Apart from the club weeks, there are also many other annual events organised in the school for special occasions. Two of the most important are the Rector's and Parents Day and the Sports Day. Other events include the Inaugural Ceremony at the beginning of every academic year, Rabindra Jayanti Celebrations, Investiture Ceremony, May Day, Annual Award Ceremony, Independence Day and Republic Day, Christmas Celebrations, Foundation Day, and Farewell for Class 12. Fetes are also organised for Teachers Day and Children's Day.

The bicentenary of the birth of Don Bosco was celebrated with grandeur in Don Bosco Liluah. The South Asian Salesian Congregation was held on 26, 27, and 28 September at Netaji Indoor Stadium, Kolkata.

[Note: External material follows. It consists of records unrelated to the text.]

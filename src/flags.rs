//! Red-flag detection for staff dashboards
//!
//! Each rule compares one metric with a fixed threshold. Rules are
//! independent: every rule is checked on every call and a missing input
//! only skips its own rule.

use serde::{Deserialize, Serialize};
use std::fmt;
use tracing::debug;

/// Which rule raised the flag
#[derive(Debug, Clone, Copy, PartialEq, Eq, Hash, Serialize, Deserialize)]
#[serde(rename_all = "snake_case")]
pub enum RedFlagKind {
    WellnessLow,
    SleepLow,
    MonotonyHigh,
    LoadSpike,
    FatigueHigh,
}

impl RedFlagKind {
    /// Stable key used by the dashboards
    pub fn as_str(&self) -> &'static str {
        match self {
            RedFlagKind::WellnessLow => "wellness_low",
            RedFlagKind::SleepLow => "sleep_low",
            RedFlagKind::MonotonyHigh => "monotony_high",
            RedFlagKind::LoadSpike => "load_spike",
            RedFlagKind::FatigueHigh => "fatigue_high",
        }
    }

    pub fn label(&self) -> &'static str {
        match self {
            RedFlagKind::WellnessLow => "Low wellness",
            RedFlagKind::SleepLow => "Low sleep",
            RedFlagKind::MonotonyHigh => "High monotony",
            RedFlagKind::LoadSpike => "Load spike",
            RedFlagKind::FatigueHigh => "High fatigue",
        }
    }
}

impl fmt::Display for RedFlagKind {
    fn fmt(&self, f: &mut fmt::Formatter<'_>) -> fmt::Result {
        write!(f, "{}", self.as_str())
    }
}

#[derive(Debug, Clone, Copy, PartialEq, Eq, PartialOrd, Ord, Serialize, Deserialize)]
#[serde(rename_all = "lowercase")]
pub enum FlagSeverity {
    Warning,
    Critical,
}

/// A triggered rule with its offending value formatted for display
#[derive(Debug, Clone, PartialEq, Serialize, Deserialize)]
pub struct RedFlag {
    pub kind: RedFlagKind,
    pub label: String,
    pub value: String,
    pub severity: FlagSeverity,
}

impl RedFlag {
    fn new(kind: RedFlagKind, value: String, critical: bool) -> Self {
        RedFlag {
            kind,
            label: kind.label().to_string(),
            value,
            severity: if critical {
                FlagSeverity::Critical
            } else {
                FlagSeverity::Warning
            },
        }
    }
}

impl fmt::Display for RedFlag {
    fn fmt(&self, f: &mut fmt::Formatter<'_>) -> fmt::Result {
        write!(f, "{}: {}", self.label, self.value)
    }
}

/// Metrics checked by the detector
#[derive(Debug, Clone, Copy, Default, PartialEq, Serialize, Deserialize)]
pub struct RedFlagInputs {
    pub wellness_average: Option<f64>,
    pub avg_sleep_hours: Option<f64>,
    pub monotony_value: Option<f64>,
    pub weekly_load: Option<f64>,
    pub previous_week_load: Option<f64>,
    pub fatigue: Option<u8>,
}

/// Rule thresholds; a flag is raised past the first value and marked
/// critical past the second
#[derive(Debug, Clone, PartialEq, Serialize, Deserialize)]
pub struct RedFlagThresholds {
    /// Wellness average below this is flagged (default: 5)
    pub wellness_min: f64,
    pub wellness_critical: f64,

    /// Average sleep hours below this is flagged (default: 6)
    pub sleep_min_hours: f64,
    pub sleep_critical_hours: f64,

    /// Monotony above this is flagged (default: 2)
    pub monotony_max: f64,
    pub monotony_critical: f64,

    /// Weekly load above this multiple of the previous week is flagged (default: 1.3)
    pub load_spike_ratio: f64,
    pub load_spike_critical_ratio: f64,

    /// Fatigue above this is flagged (default: 8)
    pub fatigue_max: u8,
    pub fatigue_critical: u8,
}

impl Default for RedFlagThresholds {
    fn default() -> Self {
        RedFlagThresholds {
            wellness_min: 5.0,
            wellness_critical: 3.0,
            sleep_min_hours: 6.0,
            sleep_critical_hours: 5.0,
            monotony_max: 2.0,
            monotony_critical: 2.5,
            load_spike_ratio: 1.3,
            load_spike_critical_ratio: 1.5,
            fatigue_max: 8,
            fatigue_critical: 10,
        }
    }
}

/// Rule evaluator over a set of thresholds
#[derive(Debug, Clone, Default)]
pub struct RedFlagDetector {
    thresholds: RedFlagThresholds,
}

impl RedFlagDetector {
    pub fn new() -> Self {
        Self::default()
    }

    pub fn with_thresholds(thresholds: RedFlagThresholds) -> Self {
        RedFlagDetector { thresholds }
    }

    pub fn thresholds(&self) -> &RedFlagThresholds {
        &self.thresholds
    }

    /// Evaluate every rule and return the flags that fired, in rule order
    pub fn detect(&self, inputs: &RedFlagInputs) -> Vec<RedFlag> {
        let t = &self.thresholds;
        let mut flags = Vec::new();

        if let Some(avg) = inputs.wellness_average {
            if avg < t.wellness_min {
                flags.push(RedFlag::new(
                    RedFlagKind::WellnessLow,
                    format!("{:.1}", avg),
                    avg < t.wellness_critical,
                ));
            }
        }

        if let Some(hours) = inputs.avg_sleep_hours {
            if hours < t.sleep_min_hours {
                flags.push(RedFlag::new(
                    RedFlagKind::SleepLow,
                    format!("{:.1}h", hours),
                    hours < t.sleep_critical_hours,
                ));
            }
        }

        if let Some(value) = inputs.monotony_value {
            if value > t.monotony_max {
                flags.push(RedFlag::new(
                    RedFlagKind::MonotonyHigh,
                    format!("{:.2}", value),
                    value > t.monotony_critical,
                ));
            }
        }

        if let (Some(weekly), Some(previous)) = (inputs.weekly_load, inputs.previous_week_load) {
            if previous > 0.0 && weekly > previous * t.load_spike_ratio {
                let change = (weekly / previous - 1.0) * 100.0;
                flags.push(RedFlag::new(
                    RedFlagKind::LoadSpike,
                    format!("+{:.0}%", change),
                    weekly > previous * t.load_spike_critical_ratio,
                ));
            }
        }

        if let Some(fatigue) = inputs.fatigue {
            if fatigue > t.fatigue_max {
                flags.push(RedFlag::new(
                    RedFlagKind::FatigueHigh,
                    format!("{}/10", fatigue),
                    fatigue >= t.fatigue_critical,
                ));
            }
        }

        debug!(flags = flags.len(), "red flag evaluation");
        flags
    }
}

/// Evaluate the red-flag rules with the default thresholds
pub fn detect_red_flags(inputs: &RedFlagInputs) -> Vec<RedFlag> {
    RedFlagDetector::new().detect(inputs)
}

== Night School and other social services ==
Don Bosco Night School was started in 1976 by a group of past pupils and educates under-privileged young people in the area. It was staffed by Biji Thomas, the then rector, and Soumen Mark James along with ten other teachers. After finishing their night school course, a few students go on to join the National Institute of Open Schooling for their 10th and 12th standards. Under the Adult Education project, adults receive education and literacy instruction. The school is a National Institute of Open Schooling centre.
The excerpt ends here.